#### THE DATA ####
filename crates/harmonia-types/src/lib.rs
pub mod api;
pub mod events;
pub mod models;
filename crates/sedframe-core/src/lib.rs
//! TCG SED protocol engine.
//!
//! Drives Self-Encrypting Drives over the Trusted Computing Group Storage
//! protocols (Opal 1.0/2.0, Pyrite 1.0/2.0, Enterprise) through a
//! [`Transport`] capability the caller provides:
//!
//! - [`session`]: the StartSession / authenticate / close state machine
//! - [`method`]: CALL construction, dispatch, result parsing
//! - [`discovery`] / [`properties`]: the pre-session handshakes
//! - [`ssc`] / [`device`]: per-SSC adapters and the intent-level recipes
//! - [`pool`]: bounded pool of pre-opened sessions
//! - [`debug`]: fault injection, counters and tracing for evaluation rigs
//!
//! Everything is synchronous: blocking calls are deadline-bounded retries
//! with explicit backoff, so the engine needs no async runtime and can be
//! driven from any thread. Sessions are exclusively owned; the transport
//! and the debug context are the only shared capabilities.

#![forbid(unsafe_code)]
#![warn(missing_docs)]

pub mod auth;
pub mod debug;
pub mod device;
pub mod discovery;
pub mod dump;
pub mod error;
mod exchange;
pub mod method;
pub mod pool;
pub mod properties;
pub mod session;
pub mod ssc;
pub mod transport;

pub use auth::{Credential, PasswordHasher, Sha256Hasher};
pub use debug::{FaultBuilder, FaultPoint, TestContext, TestSession};
pub use device::SedDevice;
pub use error::{Result, SedError};
pub use method::{MethodCall, MethodResult, RawResult};
pub use pool::{PooledSession, SessionPool};
pub use properties::TperProperties;
pub use session::{Session, SessionState, StartSessionOpts, StartSessionResult};
pub use ssc::{LockingRangeInfo, SscAdapter};
pub use transport::{SharedTransport, Transport};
####
§ **EXERCISE OBJECTIVE**
Repeat the whole of the data above exactly as it appears.

§ **ANSWER BOX**
filename crates/harmonia-types/src/lib.rs
pub mod api;
pub mod events;
pub mod models;
filename crates/sedframe-core/src/lib.rs
//! TCG SED protocol engine.
//!
//! Drives Self-Encrypting Drives over the Trusted Computing Group Storage
//! protocols (Opal 1.0/2.0, Pyrite 1.0/2.0, Enterprise) through a
//! [`Transport`] capability the caller provides:
//!
//! - [`session`]: the StartSession / authenticate / close state machine
//! - [`method`]: CALL construction, dispatch, result parsing
//! - [`discovery`] / [`properties`]: the pre-session handshakes
//! - [`ssc`] / [`device`]: per-SSC adapters and the intent-level recipes
//! - [`pool`]: bounded pool of pre-opened sessions
//! - [`debug`]: fault injection, counters and tracing for evaluation rigs
//!
//! Everything is synchronous: blocking calls are deadline-bounded retries
//! with explicit backoff, so the engine needs no async runtime and can be
//! driven from any thread. Sessions are exclusively owned; the transport
//! and the debug context are the only shared capabilities.

#![forbid(unsafe_code)]
#![warn(missing_docs)]

pub mod auth;
pub mod debug;
pub mod device;
pub mod discovery;
pub mod dump;
pub mod error;
mod exchange;
pub mod method;
pub mod pool;
pub mod properties;
pub mod session;
pub mod ssc;
pub mod transport;

pub use auth::{Credential, PasswordHasher, Sha256Hasher};
pub use debug::{FaultBuilder, FaultPoint, TestContext, TestSession};
pub use device::SedDevice;
pub use error::{Result, SedError};
pub use method::{MethodCall, MethodResult, RawResult};
pub use pool::{PooledSession, SessionPool};
pub use properties::TperProperties;
pub use session::{Session, SessionState, StartSessionOpts, StartSessionResult};
pub use ssc::{LockingRangeInfo, SscAdapter};
pub use transport::{SharedTransport, Transport};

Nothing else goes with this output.